### Instructions to follow:
Respond with exact copies of the lines running from the line that contains "match send_message(&mut *self.link, MessageType::Log, buffer)" to the end of the material.

[Start of Attachment]

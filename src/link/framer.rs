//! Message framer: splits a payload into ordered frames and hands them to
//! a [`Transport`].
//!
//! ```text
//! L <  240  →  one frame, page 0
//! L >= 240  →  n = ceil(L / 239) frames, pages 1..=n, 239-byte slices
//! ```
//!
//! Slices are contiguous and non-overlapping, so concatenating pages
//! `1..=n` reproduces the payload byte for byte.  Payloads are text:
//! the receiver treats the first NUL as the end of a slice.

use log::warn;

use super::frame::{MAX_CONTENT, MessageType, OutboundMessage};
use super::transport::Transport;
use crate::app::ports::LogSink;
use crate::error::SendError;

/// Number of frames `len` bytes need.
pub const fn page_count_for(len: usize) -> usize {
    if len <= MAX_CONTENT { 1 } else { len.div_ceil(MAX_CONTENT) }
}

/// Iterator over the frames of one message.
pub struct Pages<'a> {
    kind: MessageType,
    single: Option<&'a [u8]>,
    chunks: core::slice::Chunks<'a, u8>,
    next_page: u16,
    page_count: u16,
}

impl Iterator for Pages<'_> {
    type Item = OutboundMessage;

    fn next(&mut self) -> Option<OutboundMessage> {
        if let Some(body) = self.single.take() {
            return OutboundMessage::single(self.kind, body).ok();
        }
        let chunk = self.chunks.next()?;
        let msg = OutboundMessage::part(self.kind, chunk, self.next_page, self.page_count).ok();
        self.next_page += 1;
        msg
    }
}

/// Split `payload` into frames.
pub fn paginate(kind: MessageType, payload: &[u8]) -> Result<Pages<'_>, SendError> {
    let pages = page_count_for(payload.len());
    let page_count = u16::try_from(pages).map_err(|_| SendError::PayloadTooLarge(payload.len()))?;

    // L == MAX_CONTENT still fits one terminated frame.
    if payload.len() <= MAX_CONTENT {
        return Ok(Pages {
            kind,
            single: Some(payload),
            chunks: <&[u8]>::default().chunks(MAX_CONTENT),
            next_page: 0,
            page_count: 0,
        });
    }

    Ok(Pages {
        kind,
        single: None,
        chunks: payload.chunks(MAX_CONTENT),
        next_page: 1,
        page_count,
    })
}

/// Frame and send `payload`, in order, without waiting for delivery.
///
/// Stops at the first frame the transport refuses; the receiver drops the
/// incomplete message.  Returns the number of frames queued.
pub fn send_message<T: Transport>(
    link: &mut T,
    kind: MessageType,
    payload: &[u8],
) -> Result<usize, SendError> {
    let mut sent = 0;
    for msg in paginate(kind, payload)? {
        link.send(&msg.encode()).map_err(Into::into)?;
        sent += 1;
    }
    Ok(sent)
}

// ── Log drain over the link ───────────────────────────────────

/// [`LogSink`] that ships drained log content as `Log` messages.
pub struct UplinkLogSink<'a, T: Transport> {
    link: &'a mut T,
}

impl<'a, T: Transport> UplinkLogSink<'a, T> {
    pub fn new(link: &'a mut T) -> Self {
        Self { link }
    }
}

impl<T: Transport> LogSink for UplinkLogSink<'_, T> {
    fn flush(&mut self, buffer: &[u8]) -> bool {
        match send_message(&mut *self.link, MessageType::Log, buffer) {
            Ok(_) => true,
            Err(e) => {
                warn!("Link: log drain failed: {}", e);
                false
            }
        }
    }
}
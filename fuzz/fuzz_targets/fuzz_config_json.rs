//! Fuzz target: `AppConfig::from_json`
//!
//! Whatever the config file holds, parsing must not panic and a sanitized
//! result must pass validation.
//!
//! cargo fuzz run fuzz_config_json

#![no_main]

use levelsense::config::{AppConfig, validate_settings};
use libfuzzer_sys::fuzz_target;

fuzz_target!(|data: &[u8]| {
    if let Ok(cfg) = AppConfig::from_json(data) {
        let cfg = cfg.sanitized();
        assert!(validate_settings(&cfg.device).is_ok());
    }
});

[End of Attachment]

### Written reply:
        match send_message(&mut *self.link, MessageType::Log, buffer) {
            Ok(_) => true,
            Err(e) => {
                warn!("Link: log drain failed: {}", e);
                false
            }
        }
    }
}
filename fuzz/fuzz_targets/fuzz_config_json.rs
//! Fuzz target: `AppConfig::from_json`
//!
//! Whatever the config file holds, parsing must not panic and a sanitized
//! result must pass validation.
//!
//! cargo fuzz run fuzz_config_json

#![no_main]

use levelsense::config::{AppConfig, validate_settings};
use libfuzzer_sys::fuzz_target;

fuzz_target!(|data: &[u8]| {
    if let Ok(cfg) = AppConfig::from_json(data) {
        let cfg = cfg.sanitized();
        assert!(validate_settings(&cfg.device).is_ok());
    }
});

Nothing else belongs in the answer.